Сильвия Бич в своей книге вспоминает, как именно в это время он предложил ей и ее подруге Адриенне Монье, хозяйке книжной лавки, где продавалась французская литература, просветить их по части бокса. Вместе с Эрнестом и Хэдли они отправились в дальний район Парижа Менильмонтан, где жили рабочие, спортсмены и уголовные элементы. На станции метро «Пеллепорт» они поднялись на улицу, причем, вспоминает Сильвия, Эрнест бережно поддерживал беременную Хэдли, которая немного задыхалась от крутого подъема. Через какой-то задний двор они вышли к рингу и с трудом нашли себе места на узких скамейках без спинок.
На ринге дрались какие-то мальчишки, рьяно пускавшие друг другу кровь из носов. Хемингуэй объяснил своим спутницам, что все это дешевка и ничего страшного пока не происходит. Кто-то из спутниц поинтересовался, что это за темные личности бродят вокруг ринга, не обращая, казалось, никакого внимания на боксеров и то и дело советуясь о чем-то между собой. Оказалось, что это менажеры, высматривающие здесь новых перспективных боксеров.
Потом начался главный бой, и Хемингуэй уже забыл, что обещал комментировать его своим дамам, так он был поглощен подсчитыванием ударов и очков. Через короткое время этот бой перерос в другой, в котором на этот раз уже приняли участие зрители. Их мнения разделились в связи с решением рефери, все повскакали на скамейки и стали бросаться друг на друга, как вспоминала Сильвия, начался чистой воды ковбойский фильм. Сильвия перепугалась, что в этой суматохе их сомнут, особенно Хэдли. Послышались крики: «Полицию!», но выяснилось, что полицейских, чье присутствие на общественных зрелищах во Франции, будь то «Комеди Франсез» или спортивный зал в Менильмонтане, обязательно, — нет.
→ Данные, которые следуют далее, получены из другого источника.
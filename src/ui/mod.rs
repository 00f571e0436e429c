//! UI rendering module for Stargaze
//!
//! This module contains all the rendering logic for the terminal user interface,
//! using the ratatui library for TUI components.

pub mod apod;
pub mod asteroids;
pub mod detail;
pub mod favorites;
pub mod help_overlay;
pub mod rovers;

use ratatui::{
    layout::{Constraint, Direction, Layout, Rect},
    style::{Color, Modifier, Style},
    text::{Line, Span},
    widgets::Paragraph,
    Frame,
};

use crate::app::{App, Section};

/// Renders the full interface: tab bar, active section, key hints, and
/// whichever overlay is open on top.
///
/// # Arguments
/// * `frame` - The ratatui Frame to render to
/// * `app` - The application state
pub fn render(frame: &mut Frame, app: &App) {
    let area = frame.area();

    // Main layout with tab bar, section content, and key hints at bottom
    let chunks = Layout::default()
        .direction(Direction::Vertical)
        .constraints([
            Constraint::Length(2), // Tab bar
            Constraint::Min(3),    // Section content
            Constraint::Length(1), // Key hints
        ])
        .split(area);

    render_tab_bar(frame, app, chunks[0]);

    match app.section {
        Section::Apod => apod::render(frame, app, chunks[1]),
        Section::Rovers => rovers::render(frame, app, chunks[1]),
        Section::Asteroids => asteroids::render(frame, app, chunks[1]),
        Section::Favorites => favorites::render(frame, app, chunks[1]),
    }

    render_key_hints(frame, app, chunks[2]);

    // Overlays draw on top of the section content
    if let Some(item) = &app.detail {
        detail::render(frame, item);
    }
    if app.show_help {
        help_overlay::render(frame);
    }
}

/// Renders the tab bar with the active section highlighted
fn render_tab_bar(frame: &mut Frame, app: &App, area: Rect) {
    let mut spans = vec![
        Span::styled(
            "STARGAZE",
            Style::default()
                .fg(Color::Cyan)
                .add_modifier(Modifier::BOLD),
        ),
        Span::raw("  "),
    ];

    for (index, section) in Section::all().iter().enumerate() {
        let label = format!(" {} {} ", index + 1, section.title());
        let style = if *section == app.section {
            Style::default()
                .fg(Color::Black)
                .bg(Color::Cyan)
                .add_modifier(Modifier::BOLD)
        } else {
            Style::default().fg(Color::Gray)
        };
        spans.push(Span::styled(label, style));
        spans.push(Span::raw(" "));
    }

    let separator = "─".repeat(area.width as usize);
    let lines = vec![
        Line::from(spans),
        Line::from(Span::styled(separator, Style::default().fg(Color::DarkGray))),
    ];

    frame.render_widget(Paragraph::new(lines), area);
}

/// Renders the key hint line for the active section
fn render_key_hints(frame: &mut Frame, app: &App, area: Rect) {
    let mut spans = Vec::new();

    let mut hint = |key: &str, action: &str| {
        spans.push(Span::styled(
            key.to_string(),
            Style::default().fg(Color::Yellow),
        ));
        spans.push(Span::raw(format!(" {}  ", action)));
    };

    match app.section {
        Section::Apod => {
            hint("←/→", "Date");
            hint("t", "Today");
            hint("f", "Save");
            hint("Enter", "Details");
        }
        Section::Rovers => {
            hint("0-9", "Sol");
            hint("c", "Rover");
            hint("↑/↓", "Photo");
            hint("f", "Save");
            hint("Enter", "Details");
        }
        Section::Asteroids => {
            hint("r", "Refresh");
        }
        Section::Favorites => {
            hint("↑/↓", "Navigate");
            hint("f", "Remove");
            hint("Enter", "Details");
        }
    }
    hint("Tab", "Sections");
    hint("?", "Help");
    hint("q", "Quit");

    let paragraph = Paragraph::new(Line::from(spans)).style(Style::default().fg(Color::DarkGray));
    frame.render_widget(paragraph, area);
}

/// Helper function to create a centered rect for overlays
pub(crate) fn centered_rect(width: u16, height: u16, area: Rect) -> Rect {
    let vertical = Layout::default()
        .direction(Direction::Vertical)
        .constraints([
            Constraint::Length((area.height.saturating_sub(height)) / 2),
            Constraint::Length(height),
            Constraint::Length((area.height.saturating_sub(height)) / 2),
        ])
        .split(area);

    let horizontal = Layout::default()
        .direction(Direction::Horizontal)
        .constraints([
            Constraint::Length((area.width.saturating_sub(width)) / 2),
            Constraint::Length(width),
            Constraint::Length((area.width.saturating_sub(width)) / 2),
        ])
        .split(vertical[1]);

    horizontal[1]
}
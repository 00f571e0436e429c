//! Favorites list rendering
//!
//! Renders saved items from any section as a selectable list. Payload shapes
//! differ per source, so the card title and date line are derived from
//! whichever fields the saved JSON carries.

use ratatui::{
    layout::Rect,
    style::{Color, Modifier, Style},
    text::{Line, Span},
    widgets::{Block, Borders, Paragraph},
    Frame,
};
use serde_json::Value;

use crate::app::App;

/// Maximum characters of a card title before truncation
const CARD_TITLE_MAX: usize = 48;

/// Renders the favorites screen
///
/// # Arguments
/// * `frame` - The ratatui Frame to render to
/// * `app` - The application state containing the favorite store
/// * `area` - The content area below the tab bar
pub fn render(frame: &mut Frame, app: &App, area: Rect) {
    let block = Block::default()
        .title(format!(" Favorites ({}) ", app.favorites.len()))
        .borders(Borders::ALL)
        .border_style(Style::default().fg(Color::Cyan));
    let inner = block.inner(area);
    frame.render_widget(block, area);

    if app.favorites.is_empty() {
        let paragraph =
            Paragraph::new("No favorites saved.").style(Style::default().fg(Color::Gray));
        frame.render_widget(paragraph, inner);
        return;
    }

    // Window the list so the selected favorite stays visible
    let visible = inner.height as usize;
    let start = if visible == 0 {
        0
    } else {
        app.favorite_index.saturating_sub(visible - 1)
    };

    let items = app.favorites.items();
    let mut lines: Vec<Line> = Vec::with_capacity(visible);
    for (index, item) in items.iter().enumerate().skip(start).take(visible) {
        lines.push(favorite_line(item, index == app.favorite_index));
    }

    frame.render_widget(Paragraph::new(lines), inner);
}

/// Builds a single favorite row with cursor, title, and date line
fn favorite_line(item: &Value, is_selected: bool) -> Line<'static> {
    let cursor = if is_selected { "\u{25B8} " } else { "  " };
    let cursor_style = if is_selected {
        Style::default().fg(Color::Cyan)
    } else {
        Style::default()
    };

    let title_style = if is_selected {
        Style::default()
            .fg(Color::Cyan)
            .add_modifier(Modifier::BOLD)
    } else {
        Style::default().fg(Color::White)
    };

    let mut spans = vec![
        Span::styled(cursor.to_string(), cursor_style),
        Span::styled(format!("{:<50}", card_title(item)), title_style),
    ];

    if let Some(meta) = card_meta(item) {
        spans.push(Span::styled(meta, Style::default().fg(Color::DarkGray)));
    }

    Line::from(spans)
}

/// Returns a non-empty string field of the item, if present.
fn field<'a>(item: &'a Value, pointer: &str) -> Option<&'a str> {
    item.pointer(pointer)
        .and_then(Value::as_str)
        .filter(|s| !s.is_empty())
}

/// Card title: the item's title, else the camera's full name, else its id.
pub(crate) fn card_title(item: &Value) -> String {
    if let Some(title) = field(item, "/title") {
        return title.chars().take(CARD_TITLE_MAX).collect();
    }
    if let Some(name) = field(item, "/camera/full_name") {
        return name.to_string();
    }
    match item.get("id") {
        Some(Value::String(s)) => s.clone(),
        Some(Value::Number(n)) => n.to_string(),
        _ => "Unknown item".to_string(),
    }
}

/// Card date line: the item's date, else its Earth date.
pub(crate) fn card_meta(item: &Value) -> Option<String> {
    field(item, "/date")
        .or_else(|| field(item, "/earth_date"))
        .map(str::to_string)
}
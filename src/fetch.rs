//! Fetch lifecycle primitives
//!
//! Provides the building blocks the application uses to run section fetches
//! off the UI thread: a per-section loading/error/data state, generation
//! tokens that let stale responses be discarded, a cancellable debounce
//! timer for the sol input, and the message type fetch tasks send back over
//! the tokio channel.

use std::time::{Duration, Instant};

use crate::data::{Apod, MarsPhoto, NasaApiError, NeoFeed};

/// Lifecycle phase of a section's data, derived from [`FetchState`].
#[derive(Debug, Clone, Copy, PartialEq, Eq)]
pub enum Phase {
    /// Nothing requested yet
    Idle,
    /// A request is in flight
    Loading,
    /// Data is present
    Success,
    /// The last request failed
    Failed,
}

/// Loading/error/data triple for one data section.
///
/// `begin` keeps any previous data visible while the new request runs;
/// `fail` replaces the whole state rather than merging, so a failed section
/// never shows data from an earlier success.
#[derive(Debug)]
pub struct FetchState<T> {
    /// The most recently resolved payload
    pub data: Option<T>,
    /// Whether a request is currently in flight
    pub loading: bool,
    /// User-facing message from the last failure
    pub error: Option<String>,
}

impl<T> Default for FetchState<T> {
    fn default() -> Self {
        Self::new()
    }
}

impl<T> FetchState<T> {
    /// Creates a state with nothing requested yet.
    pub fn new() -> Self {
        Self {
            data: None,
            loading: false,
            error: None,
        }
    }

    /// Marks a request as started, clearing any prior error.
    pub fn begin(&mut self) {
        self.loading = true;
        self.error = None;
    }

    /// Applies a successful payload.
    pub fn resolve(&mut self, data: T) {
        self.data = Some(data);
        self.loading = false;
        self.error = None;
    }

    /// Applies a failure, dropping any previously shown data.
    pub fn fail(&mut self, message: impl Into<String>) {
        self.error = Some(message.into());
        self.data = None;
        self.loading = false;
    }

    /// Derives the lifecycle phase. An in-flight request reads as
    /// `Loading` even while stale data is still displayed.
    pub fn phase(&self) -> Phase {
        if self.loading {
            Phase::Loading
        } else if self.error.is_some() {
            Phase::Failed
        } else if self.data.is_some() {
            Phase::Success
        } else {
            Phase::Idle
        }
    }
}

/// Monotonic token distinguishing the current fetch from superseded ones.
///
/// Each trigger takes `next()` and tags its spawned task with the returned
/// value; a completed task's message is applied only if `accepts` still
/// holds. Bumping the generation is therefore also how an in-flight fetch
/// is cancelled, without touching the task itself.
#[derive(Debug, Default)]
pub struct Generation(u64);

impl Generation {
    /// Creates a generation counter at zero.
    pub fn new() -> Self {
        Self(0)
    }

    /// The value in-flight work must carry to be applied.
    pub fn current(&self) -> u64 {
        self.0
    }

    /// Starts a new generation, invalidating all earlier ones.
    pub fn next(&mut self) -> u64 {
        self.0 = self.0.wrapping_add(1);
        self.0
    }

    /// Whether a result tagged with `generation` is still current.
    pub fn accepts(&self, generation: u64) -> bool {
        self.0 == generation
    }
}

/// Cancellable quiet-period timer for coalescing rapid input.
///
/// Every `touch` pushes the deadline out by the full delay; `ready` fires
/// at most once per armed deadline. The owner polls `ready` from its event
/// loop rather than sleeping on the timer.
#[derive(Debug)]
pub struct Debouncer {
    delay: Duration,
    deadline: Option<Instant>,
}

impl Debouncer {
    /// Creates a disarmed debouncer with the given quiet period.
    pub fn new(delay: Duration) -> Self {
        Self {
            delay,
            deadline: None,
        }
    }

    /// Arms the timer, restarting the quiet period from now.
    pub fn touch(&mut self) {
        self.deadline = Some(Instant::now() + self.delay);
    }

    /// Disarms the timer without firing.
    pub fn cancel(&mut self) {
        self.deadline = None;
    }

    /// Whether a deadline is armed and has not fired yet.
    pub fn is_pending(&self) -> bool {
        self.deadline.is_some()
    }

    /// Returns true once the quiet period has elapsed, disarming the timer.
    pub fn ready(&mut self) -> bool {
        match self.deadline {
            Some(deadline) if Instant::now() >= deadline => {
                self.deadline = None;
                true
            }
            _ => false,
        }
    }
}

/// Messages sent from fetch tasks back to the application.
///
/// Each message carries the generation it was spawned under and the cache
/// key its parameters hashed to, so the receiver can discard stale results
/// and cache current ones without recomputing either.
#[derive(Debug)]
pub enum FetchMessage {
    /// An astronomy picture fetch finished
    Apod {
        generation: u64,
        key: String,
        result: Result<Apod, NasaApiError>,
    },
    /// A Mars rover photo fetch finished
    MarsPhotos {
        generation: u64,
        key: String,
        result: Result<Vec<MarsPhoto>, NasaApiError>,
    },
    /// A near-Earth object feed fetch finished
    NeoFeed {
        generation: u64,
        key: String,
        result: Result<NeoFeed, NasaApiError>,
    },
}

#[cfg(test)]
mod tests {
    use super::*;
    use std::thread;

    #[test]
    fn test_fetch_state_starts_idle() {
        let state: FetchState<Vec<u32>> = FetchState::new();
        assert_eq!(state.phase(), Phase::Idle);
        assert!(state.data.is_none());
        assert!(!state.loading);
        assert!(state.error.is_none());
    }

    #[test]
    fn test_begin_sets_loading_and_clears_error() {
        let mut state: FetchState<u32> = FetchState::new();
        state.fail("something broke");
        assert_eq!(state.phase(), Phase::Failed);

        state.begin();

        assert_eq!(state.phase(), Phase::Loading);
        assert!(state.error.is_none(), "Begin should clear the prior error");
    }

    #[test]
    fn test_begin_keeps_existing_data_visible() {
        let mut state: FetchState<u32> = FetchState::new();
        state.resolve(7);

        state.begin();

        assert_eq!(state.data, Some(7), "Stale data should stay while loading");
        assert_eq!(state.phase(), Phase::Loading);
    }

    #[test]
    fn test_resolve_reaches_success() {
        let mut state: FetchState<u32> = FetchState::new();
        state.begin();
        state.resolve(42);

        assert_eq!(state.phase(), Phase::Success);
        assert_eq!(state.data, Some(42));
        assert!(!state.loading);
        assert!(state.error.is_none());
    }

    #[test]
    fn test_fail_clears_data_and_sets_message() {
        let mut state: FetchState<u32> = FetchState::new();
        state.resolve(42);
        state.begin();
        state.fail("Failed to load Mars photos.");

        assert_eq!(state.phase(), Phase::Failed);
        assert!(state.data.is_none(), "Failure should drop earlier data");
        assert_eq!(state.error.as_deref(), Some("Failed to load Mars photos."));
    }

    #[test]
    fn test_state_is_reentrant_after_failure() {
        let mut state: FetchState<u32> = FetchState::new();
        state.begin();
        state.fail("first attempt failed");
        state.begin();
        state.resolve(1);

        assert_eq!(state.phase(), Phase::Success);
        assert_eq!(state.data, Some(1));
    }

    #[test]
    fn test_loading_phase_takes_precedence_over_data() {
        let mut state: FetchState<u32> = FetchState::new();
        state.resolve(1);
        state.begin();

        assert_eq!(
            state.phase(),
            Phase::Loading,
            "In-flight request should read as Loading even with data present"
        );
    }

    #[test]
    fn test_generation_accepts_only_current() {
        let mut generation = Generation::new();
        let first = generation.next();
        assert!(generation.accepts(first));

        let second = generation.next();
        assert!(!generation.accepts(first), "Old generation should be stale");
        assert!(generation.accepts(second));
    }

    #[test]
    fn test_generation_bump_without_new_work_invalidates() {
        let mut generation = Generation::new();
        let in_flight = generation.next();

        // Leaving a section bumps the generation with no new fetch
        generation.next();

        assert!(!generation.accepts(in_flight));
    }

    #[test]
    fn test_debouncer_not_ready_before_delay() {
        let mut debouncer = Debouncer::new(Duration::from_millis(100));
        debouncer.touch();

        assert!(debouncer.is_pending());
        assert!(!debouncer.ready(), "Should not fire before the quiet period");
        assert!(debouncer.is_pending(), "Unfired deadline should stay armed");
    }

    #[test]
    fn test_debouncer_ready_after_delay() {
        let mut debouncer = Debouncer::new(Duration::from_millis(20));
        debouncer.touch();

        thread::sleep(Duration::from_millis(40));

        assert!(debouncer.ready(), "Should fire after the quiet period");
        assert!(!debouncer.is_pending(), "Firing should disarm the timer");
        assert!(!debouncer.ready(), "Should fire at most once per touch");
    }

    #[test]
    fn test_touch_restarts_quiet_period() {
        let mut debouncer = Debouncer::new(Duration::from_millis(80));
        debouncer.touch();
        thread::sleep(Duration::from_millis(40));

        // A second touch pushes the deadline out again
        debouncer.touch();
        thread::sleep(Duration::from_millis(40));
        assert!(
            !debouncer.ready(),
            "Deadline should restart from the latest touch"
        );

        thread::sleep(Duration::from_millis(60));
        assert!(debouncer.ready());
    }

    #[test]
    fn test_cancel_discards_pending_deadline() {
        let mut debouncer = Debouncer::new(Duration::from_millis(10));
        debouncer.touch();
        debouncer.cancel();

        thread::sleep(Duration::from_millis(20));

        assert!(!debouncer.ready(), "Cancelled deadline should never fire");
        assert!(!debouncer.is_pending());
    }

    #[test]
    fn test_disarmed_debouncer_never_fires() {
        let mut debouncer = Debouncer::new(Duration::from_millis(1));
        thread::sleep(Duration::from_millis(5));
        assert!(!debouncer.ready());
    }
}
Хемингуэй с возмущением кричал: «Ну конечно, легавые, как всегда, в уборной!»
В другой раз Хемингуэй потащил их на шестидневную велосипедную гонку на Зимнем велодроме — самое популярное событие парижского сезона. Они увидели маленьких, похожих издали на обезьян гонщиков, которые медленно ехали круг за кругом или неожиданно вырывались вперед, и это происходило день и ночь, день и ночь в течение шести суток среди шума толпы, рева громкоговорителей, сигарного дыма, пыли, в свете театральных прожекторов.
Сильвия Бич и ее подруга нашли это зрелище необычайно увлекательным, но, добавляла Сильвия, в присутствии Хемингуэя любое зрелище становилось увлекательным.